NANINANA for amplified keyboard instrument (preferably the classic Fender Rhodes Stage Piano) and string orchestra arranged in two symmetric groups, which was commissioned by the National Audivisual Institute for the opening of its new seat in 2015, is a composition on a special kind of absence. You could define this absence as perceivable, but difficult to understand.

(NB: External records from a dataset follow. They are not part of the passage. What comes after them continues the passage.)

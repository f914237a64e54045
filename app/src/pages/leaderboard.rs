use dioxus::prelude::*;
use gm_api::prelude::*;

use crate::hooks::use_leaderboard;

#[component]
pub fn Leaderboard() -> Element {
    let leaderboard = use_leaderboard();
    let wallet = use_context::<Signal<WalletConnectionState>>();
    let me = wallet.read().address;
    let state = leaderboard.read();

    rsx! {
        div { class: "max-w-4xl mx-auto",
            h1 { class: "text-3xl font-bold mb-8", "Leaderboard" }

            div { class: "card",
                if state.loading {
                    div { class: "text-center py-12",
                        div { class: "animate-spin w-8 h-8 border-2 border-gold border-t-transparent rounded-full mx-auto mb-4" }
                        p { class: "text-gray-500", "Loading leaderboard..." }
                    }
                } else if state.entries.is_empty() {
                    div { class: "text-center py-12",
                        p { class: "text-gray-500", "Nobody has checked in yet. Be the first!" }
                    }
                } else {
                    div { class: "grid grid-cols-6 gap-4 pb-3 border-b border-gray-700 text-sm text-gray-500",
                        div { "Rank" }
                        div { class: "col-span-2", "Address" }
                        div { class: "text-right", "Check-ins" }
                        div { class: "text-right", "Best streak" }
                        div { class: "text-right", "Chains" }
                    }

                    div { class: "divide-y divide-gray-800",
                        for entry in state.entries.iter() {
                            {
                                let short = entry.address.short();
                                let url = chains::referral_chain().explorer_address_url(&entry.address.to_hex());
                                let row_class = if me == Some(entry.address) {
                                    "grid grid-cols-6 gap-4 py-3 items-center bg-gold/10"
                                } else {
                                    "grid grid-cols-6 gap-4 py-3 items-center"
                                };
                                rsx! {
                                    div { key: "{entry.address}", class: "{row_class}",
                                        div {
                                            if entry.rank <= 3 {
                                                span { class: "text-2xl",
                                                    match entry.rank {
                                                        1 => "🥇",
                                                        2 => "🥈",
                                                        3 => "🥉",
                                                        _ => "",
                                                    }
                                                }
                                            } else {
                                                span { class: "text-gray-400 font-mono", "#{entry.rank}" }
                                            }
                                        }
                                        div { class: "col-span-2 font-mono text-sm",
                                            a {
                                                href: "{url}",
                                                target: "_blank",
                                                class: "text-gray-300 hover:text-gold transition-colors",
                                                "{short}"
                                            }
                                        }
                                        div { class: "text-right font-mono text-gold", "{entry.total_checkins}" }
                                        div { class: "text-right font-mono text-gray-400", "{entry.max_streak}" }
                                        div { class: "flex justify-end space-x-1",
                                            for chain in entry.chains.iter().filter_map(|id| chains::find(*id)) {
                                                img { key: "{chain.name}", class: "w-4 h-4", src: "{chain.logo}", title: "{chain.name}" }
                                            }
                                        }
                                    }
                                }
                            }
                        }
                    }
                }
            }
        }
    }
}
mod use_checkin;
mod use_leaderboard;
mod use_referral;
mod use_stats;
mod use_wallet;

pub use use_checkin::{checkin_transaction, register_referral_transaction};
pub use use_leaderboard::use_leaderboard;
pub use use_referral::use_referral;
pub use use_stats::{use_checkin_history, use_global_stats, use_ranking, use_user_stats, CheckinHistory};
pub use use_wallet::{use_wallet, use_wallet_session, WalletAction};
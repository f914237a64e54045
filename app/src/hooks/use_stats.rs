use dioxus::prelude::*;
use gm_api::prelude::*;

use crate::Services;

const GLOBAL_POLL_MS: u32 = 30_000;
const HISTORY_SIZE: usize = 20;
const HEATMAP_DAYS: usize = 90;

fn use_connected_address() -> Memo<Option<Address>> {
    let wallet = use_context::<Signal<WalletConnectionState>>();
    use_memo(move || {
        let wallet = wallet.read();
        wallet.address.filter(|_| wallet.connected)
    })
}

/// Cross-chain totals for the connected address. `None` while disconnected.
pub fn use_user_stats() -> Resource<Option<AggregatedUserStats>> {
    let services = use_context::<Services>();
    let address = use_connected_address();

    use_resource(move || {
        let aggregator = services.aggregator.clone();
        async move {
            let address = address()?;
            Some(aggregator.user_stats_all_chains(address).await)
        }
    })
}

pub fn use_ranking() -> Resource<Option<UserRanking>> {
    let services = use_context::<Services>();
    let address = use_connected_address();

    use_resource(move || {
        let aggregator = services.aggregator.clone();
        async move {
            let address = address()?;
            Some(aggregator.user_ranking_all_chains(address).await)
        }
    })
}

#[derive(Clone, Default, PartialEq)]
pub struct CheckinHistory {
    pub recent: Vec<CheckinRecord>,
    pub daily: Vec<DailyStats>,
}

/// Recent check-ins for the connected address and the network-wide daily
/// activity used by the heatmap.
pub fn use_checkin_history() -> Resource<CheckinHistory> {
    let services = use_context::<Services>();
    let address = use_connected_address();

    use_resource(move || {
        let aggregator = services.aggregator.clone();
        async move {
            let recent = async {
                match address() {
                    Some(address) => aggregator.user_checkins_all_chains(address, HISTORY_SIZE).await,
                    None => Vec::new(),
                }
            };
            let (recent, daily) =
                futures::join!(recent, aggregator.daily_stats_all_chains(HEATMAP_DAYS));
            CheckinHistory { recent, daily }
        }
    })
}

/// Network-wide totals, refreshed periodically.
pub fn use_global_stats() -> Signal<Option<GlobalStats>> {
    let services = use_context::<Services>();
    let mut global = use_signal(|| None);

    use_future(move || {
        let aggregator = services.aggregator.clone();
        async move {
            loop {
                let stats = aggregator.global_stats_all_chains().await;
                global.set(Some(stats));
                gloo_timers::future::TimeoutFuture::new(GLOBAL_POLL_MS).await;
            }
        }
    });

    global
}
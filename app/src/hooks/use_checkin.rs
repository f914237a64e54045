use gm_api::prelude::*;

use crate::{AppWallet, Services};

/// Reads the live check-in fee for the connected chain and submits today's
/// check-in through the wallet. Returns the transaction hash.
pub async fn checkin_transaction(wallet: &AppWallet, services: &Services) -> Result<String, String> {
    let state = wallet.snapshot();
    let chain = state
        .chain()
        .ok_or_else(|| "Switch to a supported network to check in".to_string())?;

    let fee = services
        .rpc
        .checkin_fee(chain)
        .await
        .map_err(|e| format!("Could not read check-in fee: {}", e))?;
    tracing::debug!(chain_id = chain.chain_id(), fee = %fee, "submitting check-in");

    wallet.checkin(fee).await.map_err(|e| e.to_string())
}

/// Registers `referrer` for the connected address on the referral chain.
pub async fn register_referral_transaction(
    wallet: &AppWallet,
    referrer: &str,
) -> Result<String, String> {
    let referrer: Address = referrer
        .parse()
        .map_err(|e: AddressError| format!("Invalid referrer address: {}", e))?;
    let state = wallet.snapshot();
    if state.address == Some(referrer) {
        return Err("You cannot refer yourself".to_string());
    }
    if state.referral.has_referrer {
        return Err("A referrer is already registered for this wallet".to_string());
    }
    wallet
        .register_referral(referrer)
        .await
        .map_err(|e| e.to_string())
}
use dioxus::prelude::*;
use gm_api::prelude::*;

use crate::components::{StatRow, UserStats};
use crate::hooks::use_global_stats;

#[component]
pub fn Stats() -> Element {
    let wallet = use_context::<Signal<WalletConnectionState>>();
    let global = use_global_stats();

    let connected = wallet.read().connected;
    let global = global.read().clone();

    rsx! {
        div { class: "max-w-4xl mx-auto",
            h1 { class: "text-3xl font-bold mb-8", "Stats" }

            div { class: "grid md:grid-cols-2 gap-6",
                if connected {
                    UserStats {}
                } else {
                    div { class: "card text-center py-12",
                        p { class: "text-gray-500", "Connect your wallet to view your stats" }
                    }
                }

                div { class: "card",
                    h3 { class: "text-lg font-semibold text-gold mb-4", "All Chains" }
                    match global {
                        None => rsx! {
                            div { class: "animate-pulse space-y-3",
                                div { class: "h-4 bg-gray-700 rounded w-3/4" }
                                div { class: "h-4 bg-gray-700 rounded w-1/2" }
                            }
                        },
                        Some(global) => rsx! {
                            div { class: "space-y-3",
                                StatRow { label: "Navigators", value: global.total_navigators.to_string() }
                                StatRow { label: "Check-ins", value: global.total_checkins.to_string() }
                            }
                            div { class: "mt-6 space-y-2 pt-3 border-t border-gray-700",
                                for chain in global.per_chain.iter() {
                                    ChainRow { key: "{chain.chain_id}", stats: chain.clone() }
                                }
                            }
                        },
                    }
                }
            }
        }
    }
}

#[component]
fn ChainRow(stats: ChainGlobalStats) -> Element {
    let Some(chain) = chains::find(stats.chain_id) else {
        return rsx! {};
    };
    rsx! {
        div { class: "flex justify-between items-center text-sm",
            span { class: "flex items-center space-x-2",
                img { class: "w-4 h-4", src: "{chain.logo}" }
                span { class: "text-mid", "{chain.name}" }
            }
            span { class: "font-mono text-gray-400",
                "{stats.total_checkins} check-ins · {stats.total_navigators} navigators"
            }
        }
    }
}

There are a lot of elements here which can illustrate this absence: from the interlude tones that are supposed to sound, yet not to the full, through the first appearance of the soloist’s part containing fragments of a composed melody which is mostly improvised, the second movement with harmony that can suggest hopeless longing for something that can never return, to the final culmination which is there, but seems as if it were not there…

The work’s motto is an anonymous poem that seems to refer to the concept of the so-called “Schrödinger’s cat”, i.e. a hopeless attempt to rationally explain illogical phenomena in our world’s microscale:

Where, oh, where

is that cat which is

and is not there?

[Source: pwm.com.pl]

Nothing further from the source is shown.